A calibration phantom-based method has been developed for predicting small lung nodule volume measurement bias and precision that is specific to a particular computed tomography (CT) scanner and acquisition protocol. The approach involves CT scanning a simple reference object with a specific acquisition protocol, analyzing the scan to estimate the fundamental imaging properties of the CT acquisition system, generating numerous simulated images of a target geometry using the fundamental imaging properties, measuring the simulated images with a standard nodule volume segmentation algorithm, and calculating bias and precision performance statistics from the resulting volume measurements. We evaluated the ability of this approach to predict volume measurement bias and precision of Teflon spheres (diameters =4.76, 6.36, and 7.94 mm) placed within an anthropomorphic chest phantom when using 3M Scotch Magic™ tape as the reference object. CT scanning of the spheres was performed with 0.625, 1.25, and 2.5 mm slice thickness and spacing.

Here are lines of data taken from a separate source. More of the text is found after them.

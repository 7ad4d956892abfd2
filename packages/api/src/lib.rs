//! # API crate — REST client for the recipe server
//!
//! Everything the UI needs to talk to the remote recipe API. The client is a
//! leaf dependency: it attaches the bearer token, serialises JSON bodies and
//! turns non-2xx responses into typed [`ApiError`]s. It holds no view state.
//!
//! ## Modules
//!
//! | Module | Purpose |
//! |--------|---------|
//! | [`client`] | [`ApiClient`]: token handling, the request pipeline and one method per endpoint |
//! | [`error`] | [`ApiError`] taxonomy and the `{detail: ...}` error body decoding |
//! | [`feed`] | [`FeedView`] / [`FeedQuery`]: the `GET /recipes` query string per view |
//! | [`models`] | Request and response bodies that are not domain records |
//!
//! Domain records (`Recipe`, `Profile`, `Hashtag`, ...) live in the `store`
//! crate and are re-exported here for convenience.

pub mod client;
pub mod error;
pub mod feed;
pub mod models;

pub use client::{ApiClient, TOKEN_KEY};
pub use error::ApiError;
pub use feed::{FeedQuery, FeedView};
pub use models::{
    FollowResponse, HealthResponse, LoginRequest, LoginResponse, LoginUser, MessageResponse,
    SignupRequest, VoteRequest,
};

pub use store::{Hashtag, Profile, Recipe, RecipeDraft, VoteType};
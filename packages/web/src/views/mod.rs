mod login;
pub use login::Login;

mod signup;
pub use signup::Signup;

mod feed;
pub use feed::Feed;

mod notebook;
pub use notebook::Notebook;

The study demonstrated good agreement between predicted volumetric performance and observed volume measurement performance for both volumetric measurement bias and precision. The predicted and observed volume mean for all slice thicknesses was found to be 28% and 13% lower on average than the manufactured sphere volume, respectively. When restricted to 0.625 and 1.25 mm slice thickness scans, which are recommended for small lung nodule volume measurement, we found that the difference between predicted and observed volume coefficient of variation was less than 1.0 %. The approach also showed a resilience to varying CT image acquisition protocols, a critical capability when deploying in a real-world clinical setting. This is the first report of a calibration phantom-based method's ability to predict both small lung nodule volume measurement bias and precision. Volume measurement bias and precision for small lung nodules can be predicted using simple low-cost reference objects to estimate fundamental CT image characteristics and modeling and simulation techniques. The approach demonstrates an improved method for predicting task specific, clinically relevant measurement performance using advanced and fully automated image analysis techniques and low-cost reference objects.